USDA to ‘examine’ treatment of lab monkeys at Pennsylvania crash site


DANVILLE – The United States Department of Agriculture (USDA) is investigating the treatment of laboratory monkeys involved in an accident on Friday near Danville.

And, the Centers for Disease Control and Prevention (CDC) has confirmed that the three primates that escaped were euthanized by gunshot.

Those were the developments on Tuesday following the accident which involved a trailer carrying 100 cynomolgus macaques to a quarantine facility.

People for the Ethical Treatment of Animals (PETA) have requested by letter an investigation into the treatment of monkeys.

A USDA spokesperson would say that only the agency is aware of the letter from Alka Chandna, vice president of laboratory investigations for PETA.

However, PennLive has obtained a copy of the message to Chandna from Dr. Robert M. Gibbens, a veterinarian who serves as the USDA’s Director of Animal Welfare Operations, which states, “We will register this as a complaint and l ‘examine.’

Handling and treating monkeys before, during and after the collision may constitute violations of federal animal protection law and animal welfare regulations, Chandna wrote.

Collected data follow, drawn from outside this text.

//! Command recognition hook (§4.2 step 3).
//!
//! The command surface itself is out of scope for this crate; the pipeline
//! only needs to know whether a chat line was claimed as a recognized
//! command, and under what name, so it can apply the decision table.

/// Outcome of offering a chat line to the command router.
#[derive(Debug, Clone, PartialEq, Eq)]
pub enum CommandOutcome {
    NotClaimed,
    Claimed { name: String },
}

impl CommandOutcome {
    pub fn is_claimed(&self) -> bool {
        matches!(self, Self::Claimed { .. })
    }

    pub fn name(&self) -> Option<&str> {
        match self {
            Self::Claimed { name } => Some(name.as_str()),
            Self::NotClaimed => None,
        }
    }
}

/// Name of the command that toggles or queries TTS itself, excluded from the
/// "command was run" branch of the decision table so the line isn't spoken
/// back by the engine it controls.
pub const TTS_SELF_COMMAND: &str = "tts";

/// A pluggable recognizer for the command surface hosted elsewhere.
pub trait CommandRouter: Send + Sync {
    fn recognize(&self, text: &str) -> CommandOutcome;
}

/// Recognizes a fixed, caller-supplied set of command names prefixed with
/// `!`, without executing them. Suitable as the production recognizer when
/// the command surface is just a name lookup; callers owning a richer
/// command system can implement [`CommandRouter`] directly instead.
pub struct PrefixCommandRouter {
    prefix: char,
    known: Vec<String>,
}

impl PrefixCommandRouter {
    pub fn new(prefix: char, known: Vec<String>) -> Self {
        Self { prefix, known }
    }
}

impl CommandRouter for PrefixCommandRouter {
    fn recognize(&self, text: &str) -> CommandOutcome {
        let Some(rest) = text.trim_start().strip_prefix(self.prefix) else {
            return CommandOutcome::NotClaimed;
        };
        let name = rest.split_whitespace().next().unwrap_or("").to_lowercase();
        if self.known.iter().any(|k| k.eq_ignore_ascii_case(&name)) {
            CommandOutcome::Claimed { name }
        } else {
            CommandOutcome::NotClaimed
        }
    }
}

#[cfg(test)]
mod tests {
    use super::*;

    #[test]
    fn claims_known_command() {
        let router = PrefixCommandRouter::new('!', vec!["tts".to_string(), "voice".to_string()]);
        assert_eq!(
            router.recognize("!voice en-US"),
            CommandOutcome::Claimed { name: "voice".to_string() }
        );
    }

    #[test]
    fn ignores_unknown_command() {
        let router = PrefixCommandRouter::new('!', vec!["tts".to_string()]);
        assert_eq!(router.recognize("!discord"), CommandOutcome::NotClaimed);
    }

    #[test]
    fn plain_chat_is_not_claimed() {
        let router = PrefixCommandRouter::new('!', vec!["tts".to_string()]);
        assert_eq!(router.recognize("hello there"), CommandOutcome::NotClaimed);
    }
}
use std::sync::Arc;

use dashmap::DashMap;
use tokio::sync::{mpsc, oneshot};
use ttsrelay_protocol::TtsWorkItem;
use ttsrelay_store::{QueueSnapshot, SqliteSnapshotStore};
use ttsrelay_voice::TtsSynthesizer;

use crate::{commands::EngineCommand, fanout_port::FanOutPort, worker::run_channel_worker};

struct ChannelHandle {
    sender: mpsc::UnboundedSender<EngineCommand>,
    task: tokio::task::JoinHandle<()>,
}

/// `PersistAll`/`RestoreAll` bracket process lifecycle (§4.1 contract).
/// Owns one actor task per channel, spawned lazily on first use.
pub struct Engine {
    channels: DashMap<String, ChannelHandle>,
    synthesizer: Arc<dyn TtsSynthesizer>,
    fanout: Arc<dyn FanOutPort>,
    snapshots: Arc<SqliteSnapshotStore>,
}

impl Engine {
    pub fn new(
        synthesizer: Arc<dyn TtsSynthesizer>,
        fanout: Arc<dyn FanOutPort>,
        snapshots: Arc<SqliteSnapshotStore>,
    ) -> Self {
        Self {
            channels: DashMap::new(),
            synthesizer,
            fanout,
            snapshots,
        }
    }

    fn sender_for(&self, channel: &str) -> mpsc::UnboundedSender<EngineCommand> {
        if let Some(handle) = self.channels.get(channel) {
            return handle.sender.clone();
        }
        let (tx, rx) = mpsc::unbounded_channel();
        let task = tokio::spawn(run_channel_worker(
            channel.to_string(),
            rx,
            Arc::clone(&self.synthesizer),
            Arc::clone(&self.fanout),
        ));
        self.channels.insert(
            channel.to_string(),
            ChannelHandle {
                sender: tx.clone(),
                task,
            },
        );
        tx
    }

    /// Returns synchronously after validating and appending, per the §4.1
    /// contract — the `send` on an unbounded mpsc channel never blocks.
    pub fn enqueue(&self, channel: &str, item: TtsWorkItem) {
        let _ = self.sender_for(channel).send(EngineCommand::Enqueue(item));
    }

    pub fn pause(&self, channel: &str) {
        let _ = self.sender_for(channel).send(EngineCommand::Pause);
    }

    pub fn resume(&self, channel: &str) {
        let _ = self.sender_for(channel).send(EngineCommand::Resume);
    }

    pub fn clear(&self, channel: &str) {
        let _ = self.sender_for(channel).send(EngineCommand::Clear);
    }

    /// Returns `true` iff the stop actually affected tracked state (§4.1).
    pub async fn stop_current(&self, channel: &str, requester: &str, is_moderator: bool) -> bool {
        let (reply, rx) = oneshot::channel();
        if self
            .sender_for(channel)
            .send(EngineCommand::StopCurrent {
                requester: requester.to_string(),
                is_moderator,
                reply,
            })
            .is_err()
        {
            return false;
        }
        rx.await.unwrap_or(false)
    }

    async fn snapshot_of(&self, channel: &str) -> Option<QueueSnapshot> {
        let handle = self.channels.get(channel)?;
        let (reply, rx) = oneshot::channel();
        handle
            .sender
            .send(EngineCommand::Snapshot { reply })
            .ok()?;
        rx.await.ok()
    }

    /// Write a snapshot of pending items for every channel with a non-empty
    /// queue, on graceful shutdown (§4.1).
    pub async fn persist_all(&self) {
        let channel_names: Vec<String> =
            self.channels.iter().map(|entry| entry.key().clone()).collect();
        for channel in channel_names {
            if let Some(snapshot) = self.snapshot_of(&channel).await
                && !snapshot.items.is_empty()
                && let Err(err) = self.snapshots.save(&channel, &snapshot).await
            {
                tracing::warn!(channel, error = %err, "failed to persist queue snapshot");
            }
        }
    }

    /// After state-store init, read snapshots, refill per-channel queues,
    /// delete the snapshot records, and begin processing (§4.1). Shared-
    /// session descriptors are discarded on restore, since sessions may
    /// have ended (§4.1).
    pub async fn restore_all(&self) {
        let restored = match self.snapshots.take_all().await {
            Ok(restored) => restored,
            Err(err) => {
                tracing::warn!(error = %err, "failed to read queue snapshots");
                return;
            }
        };
        for (channel, mut snapshot) in restored {
            for item in &mut snapshot.items {
                item.shared_session = None;
            }
            for item in snapshot.items {
                self.enqueue(&channel, item);
            }
            if snapshot.paused {
                self.pause(&channel);
            }
        }
    }

    pub fn shutdown(&self) {
        for entry in self.channels.iter() {
            entry.task.abort();
        }
    }
}
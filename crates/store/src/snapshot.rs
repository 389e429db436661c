use serde::{Deserialize, Serialize};
use sqlx::SqlitePool;
use ttsrelay_protocol::TtsWorkItem;

use crate::error::Result;

/// Per-channel `ttsQueuePersistence/{login}` record (§3), written on
/// graceful shutdown and consumed-then-deleted on startup restore.
#[derive(Debug, Clone, PartialEq, Serialize, Deserialize)]
pub struct QueueSnapshot {
    pub items: Vec<TtsWorkItem>,
    pub paused: bool,
}

#[derive(sqlx::FromRow)]
struct SnapshotRow {
    login: String,
    snapshot: String,
}

pub struct SqliteSnapshotStore {
    pool: SqlitePool,
}

impl SqliteSnapshotStore {
    pub fn new(pool: SqlitePool) -> Self {
        Self { pool }
    }

    pub async fn save(&self, login: &str, snapshot: &QueueSnapshot) -> Result<()> {
        let json = serde_json::to_string(snapshot)?;
        let now = ttsrelay_common::time::now_secs();
        sqlx::query(
            r#"INSERT INTO tts_queue_persistence (login, snapshot, updated_at)
               VALUES (?, ?, ?)
               ON CONFLICT(login) DO UPDATE SET
                 snapshot = excluded.snapshot,
                 updated_at = excluded.updated_at"#,
        )
        .bind(login.to_lowercase())
        .bind(json)
        .bind(now)
        .execute(&self.pool)
        .await?;
        Ok(())
    }

    /// Read and delete the snapshot for `login`, as restore-on-startup does.
    pub async fn take(&self, login: &str) -> Result<Option<QueueSnapshot>> {
        let mut tx = self.pool.begin().await?;
        let row = sqlx::query_as::<_, SnapshotRow>(
            "SELECT login, snapshot FROM tts_queue_persistence WHERE login = ?",
        )
        .bind(login.to_lowercase())
        .fetch_optional(&mut *tx)
        .await?;

        let snapshot = match row {
            Some(r) => Some(serde_json::from_str(&r.snapshot)?),
            None => None,
        };

        if snapshot.is_some() {
            sqlx::query("DELETE FROM tts_queue_persistence WHERE login = ?")
                .bind(login.to_lowercase())
                .execute(&mut *tx)
                .await?;
        }
        tx.commit().await?;
        Ok(snapshot)
    }

    /// Read and delete every persisted snapshot, as a full-restore pass does
    /// at process startup.
    pub async fn take_all(&self) -> Result<Vec<(String, QueueSnapshot)>> {
        let mut tx = self.pool.begin().await?;
        let rows =
            sqlx::query_as::<_, SnapshotRow>("SELECT login, snapshot FROM tts_queue_persistence")
                .fetch_all(&mut *tx)
                .await?;

        let mut out = Vec::with_capacity(rows.len());
        for row in rows {
            out.push((row.login, serde_json::from_str::<QueueSnapshot>(&row.snapshot)?));
        }
        sqlx::query("DELETE FROM tts_queue_persistence")
            .execute(&mut *tx)
            .await?;
        tx.commit().await?;
        Ok(out)
    }
}

#[allow(clippy::unwrap_used)]
#[cfg(test)]
mod tests {
    use super::*;
    use ttsrelay_protocol::{VoiceParams, WorkItemType};

    async fn test_pool() -> SqlitePool {
        let pool = SqlitePool::connect("sqlite::memory:").await.unwrap();
        crate::schema::init(&pool).await.unwrap();
        pool
    }

    fn sample_item() -> TtsWorkItem {
        TtsWorkItem::new(
            "hello",
            "viewer1",
            WorkItemType::Chat,
            VoiceParams::system_default(),
            1,
        )
    }

    #[tokio::test]
    async fn save_then_take_round_trips_and_deletes() {
        let store = SqliteSnapshotStore::new(test_pool().await);
        let snapshot = QueueSnapshot {
            items: vec![sample_item()],
            paused: false,
        };
        store.save("c", &snapshot).await.unwrap();

        let got = store.take("c").await.unwrap().unwrap();
        assert_eq!(got, snapshot);
        assert!(store.take("c").await.unwrap().is_none());
    }

    #[tokio::test]
    async fn take_all_drains_every_channel() {
        let store = SqliteSnapshotStore::new(test_pool().await);
        store
            .save("a", &QueueSnapshot { items: vec![], paused: false })
            .await
            .unwrap();
        store
            .save("b", &QueueSnapshot { items: vec![sample_item()], paused: true })
            .await
            .unwrap();

        let mut all = store.take_all().await.unwrap();
        all.sort_by(|a, b| a.0.cmp(&b.0));
        assert_eq!(all.len(), 2);
        assert_eq!(all[0].0, "a");
        assert_eq!(all[1].1.paused, true);
        assert!(store.take_all().await.unwrap().is_empty());
    }
}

The CDC has confirmed that the three monkeys that escaped when a crate opened were shot. State police did not respond to requests for details.

The three escaped when the pickup truck pulling the trailer collided with a large dump truck on Route 54 at the Interstate 80 interchange shortly after 3 p.m. Friday.

Crates containing monkeys were strewn across the road after the front panel of the trailer broke.

The cynomolgus macaques had arrived at JFK airport in New York on Friday morning from Mauritius, an island off the coast of Africa.

They were heading to an unnamed approved quarantine facility. Imported primates must be quarantined for 30 days after arrival in the United States.

Attempts to contact Jeffrey Quebedeaux, owner of Quebedeauxs Transport, LLC, of ​​Arnaudville, Louisiana, which was transporting the primates were unsuccessful.

Those who came into contact with the primates or the crates after the accident were advised to consult their doctor.

Gambling Commission officers pull over as Pennsylvania State Troopers prepare to search for several monkeys who escaped from their crates after the trailer they were being transported in was involved in an accident on the State Route 54 and Interstate 80 near Danville, Pennsylvania on Friday, January 1. 21, 2022. (Jimmy May/Bloomsburg Press Enterprise via AP)PA

Geisinger Medical Center, also near Danville, saw people who were at the crash scene, but a spokesperson said due to confidentiality rules they could not discuss any specific details .

The CDC has regulations in place to protect US residents from serious infections that can spread from monkeys to humans.

These infections include viral hemorrhagic fevers, monkeypox, gastrointestinal disease, yellow fever, simian immunodeficiency virus, and tuberculosis.

The settlement includes:

  • Workers handling crates or pallets containing animals should wear reinforced leather or elbow-length gloves, outer protective clothing, waterproof shoes or boots, respiratory protection, and face shields or goggles .
  • Those whose face may be within 5 feet of a primate should wear approved N95 disposable respirators and face shields or goggles.
  • Disposable personal protective equipment should be discarded as a biohazard.
  • Workers should not drink, eat or smoke when physically handling monkeys or their cages, crates or other materials.
  • During transport, crates containing primates must be separated by a physical barrier from people, other animals and cargo or by a spatial barrier greater than five feet.
  • Cargo compartments of land transport vehicles should be large enough to allow safe stowage of crates in such a way as to allow easy access to each monkey during transport without unloading any.
  • Monkeys and other non-human primates cannot be imported as pets under any circumstances.